2. Meanwhile, add rinsed rice to a pot with butter or olive oil, tumeric and let sautee for a minute or two. Add the water and salt to the pot. Cover with lid. Bring to boil then simmer for 10 to 20 minutes (depending on what it says on the package.)
3. Add cayenne pepper, salt, and garlic to the onion mixture. Let simmer for another 2 minutes. Then add (cooked or canned) red beans, soya sauce, maple syrup and BBQ sauce. Mix together and let simmer for 20 mins or so.
4. Add a few scoops of cooked rice to a bowl. A few scoops of bean/onion mixture on top. Add some fresh avocado, a sprinkle of chopped parsley, a sprinkle of salt and alot of love. Serve with smiles and joy!!

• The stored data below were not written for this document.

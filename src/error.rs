use std::time::Duration;

use thiserror::Error;

/// Rejections raised while validating caller parameters, before any process runs.
#[derive(Error, Debug, Clone, PartialEq)]
pub enum RequestError {
    #[error("Missing required parameter 'dest'")]
    MissingDestination,

    #[error("Destination must not be empty")]
    EmptyDestination,

    #[error("Invalid destination '{0}': must be a single token not starting with '-'")]
    InvalidDestination(String),

    #[error("Invalid count {0}: must be between 0 and {max}", max = u32::MAX)]
    InvalidCount(i64),

    #[error("Invalid packet_size {0}: must be between 0 and {max}", max = u32::MAX)]
    InvalidPacketSize(i64),

    #[error("Invalid interval {0}: must be a finite number of seconds >= 0")]
    InvalidInterval(f64),

    #[error("Parameters 'v4' and 'v6' are mutually exclusive")]
    ConflictingAddressFamily,

    #[error("Parameters 'interface_name' and 'interface_ip' are mutually exclusive")]
    ConflictingSource,
}

/// Failures of the process runner. These never escape the executor; they are
/// folded into the outcome's status.
#[derive(Error, Debug)]
pub enum RunError {
    #[error("Failed to spawn '{program}': {source}")]
    Spawn {
        program: String,
        #[source]
        source: std::io::Error,
    },

    #[error("Timed out after {0:?}")]
    TimedOut(Duration),
}

#[derive(Error, Debug)]
pub enum PingError {
    #[error(transparent)]
    Request(#[from] RequestError),

    #[error("Failed to start async runtime: {0}")]
    Runtime(#[source] std::io::Error),
}
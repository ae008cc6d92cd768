use chrono::{DateTime, Utc};
use serde::{Deserialize, Serialize};

use crate::error::RequestError;

pub const DEFAULT_COUNT: u32 = 2;

/// Raw invocation parameters, as supplied by a caller or a JSON parameter file.
///
/// Nothing here is trusted; [`PingParams::validate`] turns it into a
/// [`PingRequest`].
#[derive(Debug, Clone, Default, PartialEq, Serialize, Deserialize)]
#[serde(default, deny_unknown_fields)]
pub struct PingParams {
    pub dest: Option<String>,
    pub count: Option<i64>,
    pub v4: Option<bool>,
    pub v6: Option<bool>,
    pub interface_name: Option<String>,
    pub interface_ip: Option<String>,
    pub interval: Option<f64>,
    pub packet_size: Option<i64>,
}

#[derive(Debug, Clone, Copy, Default, PartialEq, Eq)]
pub enum AddressFamily {
    #[default]
    Any,
    V4,
    V6,
}

/// Where echo requests are sent from. `ping -I` takes either form.
#[derive(Debug, Clone, PartialEq, Eq)]
pub enum Source {
    InterfaceName(String),
    InterfaceAddress(String),
}

#[derive(Debug, Clone, PartialEq)]
pub struct PingRequest {
    pub destination: String,
    pub count: u32,
    pub family: AddressFamily,
    pub source: Option<Source>,
    pub interval: Option<f64>,
    pub packet_size: Option<u32>,
}

impl PingRequest {
    pub fn new(destination: impl Into<String>) -> Result<Self, RequestError> {
        let destination = destination.into();
        validate_destination(&destination)?;
        Ok(Self {
            destination,
            count: DEFAULT_COUNT,
            family: AddressFamily::Any,
            source: None,
            interval: None,
            packet_size: None,
        })
    }
}

/// Rejects destinations that would not survive as a single `ping` operand.
fn validate_destination(dest: &str) -> Result<(), RequestError> {
    if dest.trim().is_empty() {
        return Err(RequestError::EmptyDestination);
    }
    if dest.starts_with('-') || dest.chars().any(char::is_whitespace) {
        return Err(RequestError::InvalidDestination(dest.to_string()));
    }
    Ok(())
}

/// Treats a blank optional string the same as an absent one.
fn non_blank(value: Option<String>) -> Option<String> {
    value.filter(|v| !v.trim().is_empty())
}

impl PingParams {
    pub fn validate(self) -> Result<PingRequest, RequestError> {
        let destination = self.dest.ok_or(RequestError::MissingDestination)?;
        validate_destination(&destination)?;

        let count = match self.count {
            None => DEFAULT_COUNT,
            Some(c) => u32::try_from(c).map_err(|_| RequestError::InvalidCount(c))?,
        };

        let family = match (self.v4.unwrap_or(false), self.v6.unwrap_or(false)) {
            (true, true) => return Err(RequestError::ConflictingAddressFamily),
            (true, false) => AddressFamily::V4,
            (false, true) => AddressFamily::V6,
            (false, false) => AddressFamily::Any,
        };

        let source = match (non_blank(self.interface_name), non_blank(self.interface_ip)) {
            (Some(_), Some(_)) => return Err(RequestError::ConflictingSource),
            (Some(name), None) => Some(Source::InterfaceName(name)),
            (None, Some(ip)) => Some(Source::InterfaceAddress(ip)),
            (None, None) => None,
        };

        let interval = match self.interval {
            Some(i) if !i.is_finite() || i < 0.0 => return Err(RequestError::InvalidInterval(i)),
            other => other,
        };

        let packet_size = self
            .packet_size
            .map(|s| u32::try_from(s).map_err(|_| RequestError::InvalidPacketSize(s)))
            .transpose()?;

        Ok(PingRequest {
            destination,
            count,
            family,
            source,
            interval,
            packet_size,
        })
    }
}

/// Aggregate figures lifted from the utility's summary lines. Every field is
/// the literal text that was matched, units included where the utility
/// prints them.
#[derive(Debug, Clone, PartialEq, Eq, Serialize, Deserialize)]
pub struct PingStatistics {
    pub packet_tx: String,
    pub packet_rx: String,
    pub packet_loss: String,
    pub time_total: String,
    pub time_min: String,
    pub time_avg: String,
    pub time_max: String,
    pub time_mdev: String,
}

#[derive(Debug, Clone, Copy, PartialEq, Eq, Serialize, Deserialize)]
#[serde(rename_all = "snake_case")]
pub enum Status {
    Ok,
    Failed,
    TimedOut,
}

#[derive(Debug, Clone, PartialEq, Serialize, Deserialize)]
pub struct PingOutcome {
    pub status: Status,
    pub rc: i32,
    pub stdout: String,
    pub stderr: String,
    pub stdout_lines: Vec<String>,
    pub cmd: String,
    pub started_at: DateTime<Utc>,
    pub elapsed_ms: u64,
    #[serde(default, skip_serializing_if = "Option::is_none")]
    pub parsed: Option<PingStatistics>,
}

impl PingOutcome {
    fn new(
        status: Status,
        cmd: String,
        rc: i32,
        stdout: String,
        stderr: String,
        started_at: DateTime<Utc>,
    ) -> Self {
        let stdout_lines = split_lines(&stdout);
        Self {
            status,
            rc,
            stdout,
            stderr,
            stdout_lines,
            cmd,
            started_at,
            elapsed_ms: 0,
            parsed: None,
        }
    }

    pub fn success(
        cmd: String,
        rc: i32,
        stdout: String,
        stderr: String,
        started_at: DateTime<Utc>,
        parsed: Option<PingStatistics>,
    ) -> Self {
        Self {
            parsed,
            ..Self::new(Status::Ok, cmd, rc, stdout, stderr, started_at)
        }
    }

    pub fn failure(
        cmd: String,
        rc: i32,
        stdout: String,
        stderr: String,
        started_at: DateTime<Utc>,
    ) -> Self {
        Self::new(Status::Failed, cmd, rc, stdout, stderr, started_at)
    }

    pub fn timed_out(cmd: String, started_at: DateTime<Utc>) -> Self {
        Self::new(Status::TimedOut, cmd, -1, String::new(), String::new(), started_at)
    }

    pub fn with_elapsed(mut self, elapsed: std::time::Duration) -> Self {
        self.elapsed_ms = u64::try_from(elapsed.as_millis()).unwrap_or(u64::MAX);
        self
    }

    pub fn is_failed(&self) -> bool {
        self.status != Status::Ok
    }
}

/// Splits on newlines the way line-oriented consumers expect: no trailing
/// empty entry for a final newline, carriage returns dropped.
fn split_lines(text: &str) -> Vec<String> {
    text.lines().map(str::to_string).collect()
}

#[cfg(test)]
mod tests {
    use super::*;

    fn params(dest: &str) -> PingParams {
        PingParams {
            dest: Some(dest.to_string()),
            ..Default::default()
        }
    }

    #[test]
    fn defaults() {
        let req = params("127.0.0.1").validate().unwrap();
        assert_eq!(req.destination, "127.0.0.1");
        assert_eq!(req.count, 2);
        assert_eq!(req.family, AddressFamily::Any);
        assert_eq!(req.source, None);
        assert_eq!(req.interval, None);
        assert_eq!(req.packet_size, None);
        assert_eq!(PingRequest::new("127.0.0.1").unwrap(), req);
    }

    #[test]
    fn destination() {
        assert_eq!(PingParams::default().validate(), Err(RequestError::MissingDestination));
        assert_eq!(params("").validate(), Err(RequestError::EmptyDestination));
        assert_eq!(params("   ").validate(), Err(RequestError::EmptyDestination));
        assert_eq!(
            params("-f").validate(),
            Err(RequestError::InvalidDestination("-f".to_string()))
        );
        assert_eq!(
            params("host; rm").validate(),
            Err(RequestError::InvalidDestination("host; rm".to_string()))
        );
        assert!(params("::1").validate().is_ok());
        assert!(params("example.com").validate().is_ok());
    }

    #[test]
    fn numeric_ranges() {
        let mut p = params("h");
        p.count = Some(0);
        assert_eq!(p.clone().validate().unwrap().count, 0);
        p.count = Some(-1);
        assert_eq!(p.validate(), Err(RequestError::InvalidCount(-1)));

        let mut p = params("h");
        p.packet_size = Some(-8);
        assert_eq!(p.clone().validate(), Err(RequestError::InvalidPacketSize(-8)));
        p.packet_size = Some(1472);
        assert_eq!(p.validate().unwrap().packet_size, Some(1472));

        let mut p = params("h");
        p.interval = Some(-0.5);
        assert_eq!(p.clone().validate(), Err(RequestError::InvalidInterval(-0.5)));
        p.interval = Some(0.2);
        assert_eq!(p.validate().unwrap().interval, Some(0.2));
    }

    #[test]
    fn exclusive_flags() {
        let mut p = params("h");
        p.v4 = Some(true);
        p.v6 = Some(true);
        assert_eq!(p.clone().validate(), Err(RequestError::ConflictingAddressFamily));
        p.v6 = Some(false);
        assert_eq!(p.validate().unwrap().family, AddressFamily::V4);

        let mut p = params("h");
        p.interface_name = Some("eth0".to_string());
        p.interface_ip = Some("10.0.0.1".to_string());
        assert_eq!(p.clone().validate(), Err(RequestError::ConflictingSource));
        p.interface_ip = Some(String::new());
        assert_eq!(
            p.validate().unwrap().source,
            Some(Source::InterfaceName("eth0".to_string()))
        );
    }

    #[test]
    fn params_from_json() {
        let json = r#"{"dest": "127.0.0.1", "count": 4, "v6": true}"#;
        let p: PingParams = serde_json::from_str(json).unwrap();
        let req = p.validate().unwrap();
        assert_eq!(req.count, 4);
        assert_eq!(req.family, AddressFamily::V6);

        assert!(serde_json::from_str::<PingParams>(r#"{"dest": "h", "bogus": 1}"#).is_err());
    }

    #[test]
    fn outcome_shape() {
        let out = PingOutcome::failure(
            "ping -c 2 nowhere".to_string(),
            1,
            "bash: ping: command not found".to_string(),
            String::new(),
            Utc::now(),
        );
        assert!(out.is_failed());
        assert_eq!(out.stdout_lines, vec!["bash: ping: command not found"]);

        let json = serde_json::to_value(&out).unwrap();
        assert_eq!(json["status"], "failed");
        assert_eq!(json["rc"], 1);
        assert!(json.get("parsed").is_none());
    }
}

Be sure to follow  @wholeandhealthykitchen on Instagram for more whole-food inspiration! ✨

Saving Money:

This is already a very budget friendly meal!  All things included it is about 10 dollars my friends! If you soak and sprout your red beans, not only is it even cheaper, but more nutritious as your body will be able to break down the lectin (what produced bloat and toots lol) in your body better. 

Quick Tips & Tools:

medium pot, medium pan


I do recommend that you soak and cook your beans. Unless you are short for time, then using a can (rinsed and drained) is just fine!!  

If you are unsure how to soak and sprout your beans, check out this blog. 

Saving Time:

Use canned red beans and basmati rice for a meal that takes 20 minutes! yum yum!